Saved data entries:
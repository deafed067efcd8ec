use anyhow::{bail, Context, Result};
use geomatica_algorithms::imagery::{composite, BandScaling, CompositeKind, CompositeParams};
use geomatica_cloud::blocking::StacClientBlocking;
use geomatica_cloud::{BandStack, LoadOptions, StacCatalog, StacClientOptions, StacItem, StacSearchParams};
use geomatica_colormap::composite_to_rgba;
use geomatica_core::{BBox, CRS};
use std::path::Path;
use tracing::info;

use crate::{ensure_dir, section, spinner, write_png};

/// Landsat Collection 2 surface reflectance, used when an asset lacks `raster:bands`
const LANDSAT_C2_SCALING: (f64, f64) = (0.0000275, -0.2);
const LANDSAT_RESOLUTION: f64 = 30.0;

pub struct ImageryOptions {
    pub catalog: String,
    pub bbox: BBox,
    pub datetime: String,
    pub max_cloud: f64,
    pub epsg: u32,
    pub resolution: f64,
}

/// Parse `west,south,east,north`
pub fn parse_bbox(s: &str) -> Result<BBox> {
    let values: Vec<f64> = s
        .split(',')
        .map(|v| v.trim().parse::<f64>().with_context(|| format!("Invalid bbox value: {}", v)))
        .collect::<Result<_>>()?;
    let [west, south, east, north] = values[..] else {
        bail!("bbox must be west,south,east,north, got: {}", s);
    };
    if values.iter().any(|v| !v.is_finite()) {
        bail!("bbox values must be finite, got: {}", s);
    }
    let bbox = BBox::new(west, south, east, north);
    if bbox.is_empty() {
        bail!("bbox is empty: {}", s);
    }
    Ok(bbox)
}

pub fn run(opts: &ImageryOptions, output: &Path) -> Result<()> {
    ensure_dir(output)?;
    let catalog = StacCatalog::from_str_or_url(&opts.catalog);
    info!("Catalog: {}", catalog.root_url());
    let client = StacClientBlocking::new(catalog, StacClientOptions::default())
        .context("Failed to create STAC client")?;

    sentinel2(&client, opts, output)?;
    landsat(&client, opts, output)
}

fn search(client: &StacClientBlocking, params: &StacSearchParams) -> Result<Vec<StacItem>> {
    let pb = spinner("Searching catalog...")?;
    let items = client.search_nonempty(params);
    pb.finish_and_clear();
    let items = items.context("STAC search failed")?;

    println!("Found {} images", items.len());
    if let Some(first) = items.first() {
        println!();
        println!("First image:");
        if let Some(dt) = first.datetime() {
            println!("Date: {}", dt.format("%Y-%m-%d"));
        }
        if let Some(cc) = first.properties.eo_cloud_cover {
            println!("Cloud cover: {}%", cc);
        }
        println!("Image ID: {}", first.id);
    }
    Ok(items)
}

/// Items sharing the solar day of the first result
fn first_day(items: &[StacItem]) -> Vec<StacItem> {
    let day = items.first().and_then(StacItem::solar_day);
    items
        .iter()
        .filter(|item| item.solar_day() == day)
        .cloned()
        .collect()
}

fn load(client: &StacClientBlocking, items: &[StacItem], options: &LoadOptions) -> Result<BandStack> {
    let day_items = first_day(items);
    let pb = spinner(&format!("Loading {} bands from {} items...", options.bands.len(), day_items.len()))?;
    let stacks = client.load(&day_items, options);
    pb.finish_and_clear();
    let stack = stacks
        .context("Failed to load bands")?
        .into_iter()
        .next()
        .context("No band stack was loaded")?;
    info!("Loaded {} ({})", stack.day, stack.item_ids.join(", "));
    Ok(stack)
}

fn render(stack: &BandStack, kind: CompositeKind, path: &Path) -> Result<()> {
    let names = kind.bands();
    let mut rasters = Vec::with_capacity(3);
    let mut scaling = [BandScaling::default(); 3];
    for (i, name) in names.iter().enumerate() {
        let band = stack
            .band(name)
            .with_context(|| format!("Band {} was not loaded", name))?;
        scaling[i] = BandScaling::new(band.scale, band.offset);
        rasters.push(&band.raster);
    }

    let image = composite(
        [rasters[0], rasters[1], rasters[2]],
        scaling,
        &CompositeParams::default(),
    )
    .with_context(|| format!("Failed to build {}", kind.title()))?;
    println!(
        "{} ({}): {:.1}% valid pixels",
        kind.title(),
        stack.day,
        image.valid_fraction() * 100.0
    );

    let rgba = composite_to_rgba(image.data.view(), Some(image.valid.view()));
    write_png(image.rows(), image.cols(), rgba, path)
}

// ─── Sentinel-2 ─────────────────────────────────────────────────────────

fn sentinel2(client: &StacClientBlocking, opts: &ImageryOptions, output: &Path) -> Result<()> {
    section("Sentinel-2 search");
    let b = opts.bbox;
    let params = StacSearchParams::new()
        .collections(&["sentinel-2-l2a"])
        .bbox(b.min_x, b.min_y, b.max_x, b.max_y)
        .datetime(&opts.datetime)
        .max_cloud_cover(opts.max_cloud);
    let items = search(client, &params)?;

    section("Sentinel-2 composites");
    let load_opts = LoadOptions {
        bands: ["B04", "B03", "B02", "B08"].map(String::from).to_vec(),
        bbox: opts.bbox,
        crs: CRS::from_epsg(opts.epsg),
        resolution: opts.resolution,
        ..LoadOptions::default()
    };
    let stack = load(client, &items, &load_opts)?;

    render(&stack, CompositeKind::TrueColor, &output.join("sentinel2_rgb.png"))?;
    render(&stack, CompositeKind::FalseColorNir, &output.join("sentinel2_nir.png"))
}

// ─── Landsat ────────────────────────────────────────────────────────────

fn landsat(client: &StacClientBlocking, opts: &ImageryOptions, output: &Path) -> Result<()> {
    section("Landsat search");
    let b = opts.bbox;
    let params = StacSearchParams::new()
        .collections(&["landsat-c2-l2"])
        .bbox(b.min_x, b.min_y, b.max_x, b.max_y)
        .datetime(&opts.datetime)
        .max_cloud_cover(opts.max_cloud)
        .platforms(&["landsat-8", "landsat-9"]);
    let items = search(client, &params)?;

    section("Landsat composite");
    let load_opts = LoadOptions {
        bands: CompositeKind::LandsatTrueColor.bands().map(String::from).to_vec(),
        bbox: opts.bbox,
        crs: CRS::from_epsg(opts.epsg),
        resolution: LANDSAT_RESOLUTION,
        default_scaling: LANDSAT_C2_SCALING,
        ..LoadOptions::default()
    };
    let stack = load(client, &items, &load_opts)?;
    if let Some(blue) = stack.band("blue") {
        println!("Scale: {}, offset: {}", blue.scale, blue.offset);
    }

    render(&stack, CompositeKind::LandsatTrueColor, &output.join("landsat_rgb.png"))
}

Exercise description: From the lines above, copy those that contain the word "bail".

Exercise solution:
use anyhow::{bail, Context, Result};
        bail!("bbox must be west,south,east,north, got: {}", s);
        bail!("bbox values must be finite, got: {}", s);
        bail!("bbox is empty: {}", s);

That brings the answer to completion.